• [Extracted material]
▬▬▬▬▬▬▬▬▬▬
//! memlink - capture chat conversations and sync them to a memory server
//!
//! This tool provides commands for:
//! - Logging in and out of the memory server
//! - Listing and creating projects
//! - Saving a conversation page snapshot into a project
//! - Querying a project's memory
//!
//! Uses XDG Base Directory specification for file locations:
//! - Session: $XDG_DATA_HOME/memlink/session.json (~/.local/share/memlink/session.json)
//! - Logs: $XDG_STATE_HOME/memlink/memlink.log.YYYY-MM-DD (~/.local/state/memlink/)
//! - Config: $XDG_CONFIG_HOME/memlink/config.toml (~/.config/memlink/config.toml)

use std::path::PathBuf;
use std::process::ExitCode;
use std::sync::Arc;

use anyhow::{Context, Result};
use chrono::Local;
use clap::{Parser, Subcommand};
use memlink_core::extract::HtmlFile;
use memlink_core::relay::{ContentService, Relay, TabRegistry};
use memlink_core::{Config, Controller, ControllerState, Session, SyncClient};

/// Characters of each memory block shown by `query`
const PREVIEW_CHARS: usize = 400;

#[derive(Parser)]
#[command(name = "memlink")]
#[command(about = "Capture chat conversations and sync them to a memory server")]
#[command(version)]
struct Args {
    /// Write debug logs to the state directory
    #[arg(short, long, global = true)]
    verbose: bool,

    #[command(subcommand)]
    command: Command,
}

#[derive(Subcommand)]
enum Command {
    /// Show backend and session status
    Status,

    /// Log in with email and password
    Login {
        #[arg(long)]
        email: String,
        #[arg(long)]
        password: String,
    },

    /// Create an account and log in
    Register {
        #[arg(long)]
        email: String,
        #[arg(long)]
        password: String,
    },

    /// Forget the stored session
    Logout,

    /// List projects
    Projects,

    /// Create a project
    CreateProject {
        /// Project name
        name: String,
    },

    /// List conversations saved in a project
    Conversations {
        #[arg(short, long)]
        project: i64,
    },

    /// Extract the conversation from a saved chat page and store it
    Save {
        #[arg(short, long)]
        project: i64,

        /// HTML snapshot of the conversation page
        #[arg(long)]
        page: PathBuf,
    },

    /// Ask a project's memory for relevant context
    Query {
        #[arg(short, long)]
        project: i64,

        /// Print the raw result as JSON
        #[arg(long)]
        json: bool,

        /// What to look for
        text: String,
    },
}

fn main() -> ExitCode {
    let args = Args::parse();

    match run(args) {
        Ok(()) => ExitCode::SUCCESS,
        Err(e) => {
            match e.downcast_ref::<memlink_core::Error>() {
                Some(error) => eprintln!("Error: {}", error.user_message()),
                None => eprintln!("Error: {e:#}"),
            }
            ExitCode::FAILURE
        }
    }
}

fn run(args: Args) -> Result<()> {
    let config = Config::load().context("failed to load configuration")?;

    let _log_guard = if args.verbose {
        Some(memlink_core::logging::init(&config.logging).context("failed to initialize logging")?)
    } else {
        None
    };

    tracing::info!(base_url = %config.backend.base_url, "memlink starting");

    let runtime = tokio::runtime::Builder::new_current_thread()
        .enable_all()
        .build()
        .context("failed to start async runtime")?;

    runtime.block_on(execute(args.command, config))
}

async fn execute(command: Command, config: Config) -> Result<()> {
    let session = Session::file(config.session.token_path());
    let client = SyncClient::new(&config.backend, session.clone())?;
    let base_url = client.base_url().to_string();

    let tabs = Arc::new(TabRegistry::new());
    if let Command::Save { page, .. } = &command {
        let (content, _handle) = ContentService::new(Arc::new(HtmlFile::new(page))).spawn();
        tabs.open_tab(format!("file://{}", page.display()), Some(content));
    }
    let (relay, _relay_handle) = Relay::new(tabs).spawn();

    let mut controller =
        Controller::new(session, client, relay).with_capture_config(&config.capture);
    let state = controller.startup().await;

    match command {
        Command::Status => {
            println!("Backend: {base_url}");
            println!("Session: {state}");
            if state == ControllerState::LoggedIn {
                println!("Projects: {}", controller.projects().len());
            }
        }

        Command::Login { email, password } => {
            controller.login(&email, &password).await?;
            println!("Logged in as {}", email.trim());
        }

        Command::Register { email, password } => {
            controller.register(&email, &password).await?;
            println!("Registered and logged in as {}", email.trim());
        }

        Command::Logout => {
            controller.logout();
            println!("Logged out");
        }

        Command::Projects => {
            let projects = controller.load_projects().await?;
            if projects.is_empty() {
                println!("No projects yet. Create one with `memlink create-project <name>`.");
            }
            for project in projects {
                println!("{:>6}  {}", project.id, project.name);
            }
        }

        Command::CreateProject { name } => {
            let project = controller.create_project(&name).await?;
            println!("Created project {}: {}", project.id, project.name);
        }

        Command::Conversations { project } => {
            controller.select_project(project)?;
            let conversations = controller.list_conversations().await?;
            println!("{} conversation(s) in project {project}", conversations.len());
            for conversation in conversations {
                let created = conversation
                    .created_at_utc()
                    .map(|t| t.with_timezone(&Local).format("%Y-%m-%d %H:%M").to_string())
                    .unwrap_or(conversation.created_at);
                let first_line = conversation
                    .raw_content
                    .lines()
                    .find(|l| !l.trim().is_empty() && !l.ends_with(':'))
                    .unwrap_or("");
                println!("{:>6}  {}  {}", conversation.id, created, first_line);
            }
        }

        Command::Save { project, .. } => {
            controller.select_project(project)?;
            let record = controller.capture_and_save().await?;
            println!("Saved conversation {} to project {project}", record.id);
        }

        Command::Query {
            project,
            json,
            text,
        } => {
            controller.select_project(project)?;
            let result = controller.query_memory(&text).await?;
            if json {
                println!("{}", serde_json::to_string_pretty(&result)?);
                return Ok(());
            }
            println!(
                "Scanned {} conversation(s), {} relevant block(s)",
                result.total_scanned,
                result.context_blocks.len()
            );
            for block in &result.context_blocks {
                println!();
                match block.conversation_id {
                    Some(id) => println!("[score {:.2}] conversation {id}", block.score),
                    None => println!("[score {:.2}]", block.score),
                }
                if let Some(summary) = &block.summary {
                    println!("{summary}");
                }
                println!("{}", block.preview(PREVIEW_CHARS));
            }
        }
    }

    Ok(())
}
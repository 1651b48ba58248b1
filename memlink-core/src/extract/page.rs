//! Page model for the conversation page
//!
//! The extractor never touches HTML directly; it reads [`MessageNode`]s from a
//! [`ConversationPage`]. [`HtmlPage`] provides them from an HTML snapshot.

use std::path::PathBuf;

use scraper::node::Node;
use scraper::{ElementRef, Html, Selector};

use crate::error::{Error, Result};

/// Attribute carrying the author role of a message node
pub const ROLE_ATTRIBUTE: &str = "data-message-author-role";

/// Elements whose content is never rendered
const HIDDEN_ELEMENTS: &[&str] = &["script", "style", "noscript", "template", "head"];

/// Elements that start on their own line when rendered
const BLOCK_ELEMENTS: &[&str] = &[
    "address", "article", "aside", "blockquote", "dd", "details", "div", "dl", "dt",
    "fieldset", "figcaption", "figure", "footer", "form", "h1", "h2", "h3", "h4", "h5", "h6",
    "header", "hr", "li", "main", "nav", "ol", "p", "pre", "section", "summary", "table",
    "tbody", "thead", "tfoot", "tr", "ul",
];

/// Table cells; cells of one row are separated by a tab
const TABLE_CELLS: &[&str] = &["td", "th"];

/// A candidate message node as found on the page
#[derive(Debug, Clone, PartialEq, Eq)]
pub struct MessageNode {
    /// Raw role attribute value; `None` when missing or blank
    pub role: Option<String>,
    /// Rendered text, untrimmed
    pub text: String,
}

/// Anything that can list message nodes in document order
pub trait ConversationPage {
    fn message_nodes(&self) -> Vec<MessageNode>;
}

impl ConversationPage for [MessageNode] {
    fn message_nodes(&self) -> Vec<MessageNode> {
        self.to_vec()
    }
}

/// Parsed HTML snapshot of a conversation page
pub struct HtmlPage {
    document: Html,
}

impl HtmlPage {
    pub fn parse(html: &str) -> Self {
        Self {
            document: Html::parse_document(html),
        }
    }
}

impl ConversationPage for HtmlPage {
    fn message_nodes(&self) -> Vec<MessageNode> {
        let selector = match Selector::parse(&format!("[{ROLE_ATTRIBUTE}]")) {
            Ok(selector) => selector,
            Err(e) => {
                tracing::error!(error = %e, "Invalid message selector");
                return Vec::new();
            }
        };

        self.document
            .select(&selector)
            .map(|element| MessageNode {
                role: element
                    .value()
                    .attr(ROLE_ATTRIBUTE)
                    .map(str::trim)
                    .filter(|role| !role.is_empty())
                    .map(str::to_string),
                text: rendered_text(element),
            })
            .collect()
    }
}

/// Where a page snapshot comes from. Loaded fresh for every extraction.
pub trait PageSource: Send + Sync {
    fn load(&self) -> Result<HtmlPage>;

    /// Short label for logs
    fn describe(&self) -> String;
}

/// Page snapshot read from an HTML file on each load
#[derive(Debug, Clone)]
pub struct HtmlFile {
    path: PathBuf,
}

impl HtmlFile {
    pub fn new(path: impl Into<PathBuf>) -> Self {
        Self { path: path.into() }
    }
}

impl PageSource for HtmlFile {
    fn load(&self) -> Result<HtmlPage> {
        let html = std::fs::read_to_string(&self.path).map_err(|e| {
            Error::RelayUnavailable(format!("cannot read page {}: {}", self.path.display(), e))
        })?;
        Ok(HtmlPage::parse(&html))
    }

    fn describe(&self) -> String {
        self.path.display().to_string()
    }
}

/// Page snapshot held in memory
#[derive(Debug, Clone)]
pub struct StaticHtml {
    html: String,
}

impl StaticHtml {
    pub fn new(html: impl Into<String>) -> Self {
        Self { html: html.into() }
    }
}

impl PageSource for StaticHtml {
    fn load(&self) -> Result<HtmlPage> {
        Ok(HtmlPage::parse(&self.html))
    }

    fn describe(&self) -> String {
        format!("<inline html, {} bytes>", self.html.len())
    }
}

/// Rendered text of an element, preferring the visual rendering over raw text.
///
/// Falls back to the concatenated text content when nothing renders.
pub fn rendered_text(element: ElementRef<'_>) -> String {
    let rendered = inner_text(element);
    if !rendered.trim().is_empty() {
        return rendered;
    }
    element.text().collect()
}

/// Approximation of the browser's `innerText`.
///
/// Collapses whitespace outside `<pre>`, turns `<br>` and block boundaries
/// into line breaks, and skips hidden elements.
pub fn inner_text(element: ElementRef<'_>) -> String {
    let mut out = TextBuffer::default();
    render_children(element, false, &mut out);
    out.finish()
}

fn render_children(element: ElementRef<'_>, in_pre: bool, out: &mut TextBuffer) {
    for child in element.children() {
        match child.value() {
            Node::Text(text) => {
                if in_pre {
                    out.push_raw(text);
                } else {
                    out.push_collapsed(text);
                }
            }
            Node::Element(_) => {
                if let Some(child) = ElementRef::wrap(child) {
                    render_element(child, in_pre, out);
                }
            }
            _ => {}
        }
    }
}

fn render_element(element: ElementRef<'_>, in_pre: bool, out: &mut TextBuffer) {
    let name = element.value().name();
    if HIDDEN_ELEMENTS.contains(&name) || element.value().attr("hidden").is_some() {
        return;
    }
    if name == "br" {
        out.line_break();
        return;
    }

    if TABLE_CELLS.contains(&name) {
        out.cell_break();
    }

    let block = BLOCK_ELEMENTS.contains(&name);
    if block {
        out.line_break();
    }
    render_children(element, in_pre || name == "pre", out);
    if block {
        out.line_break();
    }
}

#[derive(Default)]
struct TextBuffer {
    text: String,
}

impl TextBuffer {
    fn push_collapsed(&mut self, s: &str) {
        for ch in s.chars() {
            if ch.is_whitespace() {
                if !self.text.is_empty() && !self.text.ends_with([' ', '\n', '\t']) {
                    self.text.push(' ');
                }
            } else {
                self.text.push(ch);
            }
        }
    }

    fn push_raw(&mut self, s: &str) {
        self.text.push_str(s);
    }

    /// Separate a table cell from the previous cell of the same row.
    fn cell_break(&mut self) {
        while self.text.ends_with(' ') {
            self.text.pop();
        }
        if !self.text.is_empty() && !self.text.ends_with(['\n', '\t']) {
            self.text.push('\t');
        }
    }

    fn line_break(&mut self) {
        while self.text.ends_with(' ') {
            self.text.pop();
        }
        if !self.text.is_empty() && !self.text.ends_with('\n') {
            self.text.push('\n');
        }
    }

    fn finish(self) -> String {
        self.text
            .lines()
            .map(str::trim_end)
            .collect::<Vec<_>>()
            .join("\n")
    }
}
▬▬▬▬▬▬▬▬▬▬
• [What you are asked to do] How many lines in this material contain the string "ConversationPage"? State the number alone.

• [Reply] 4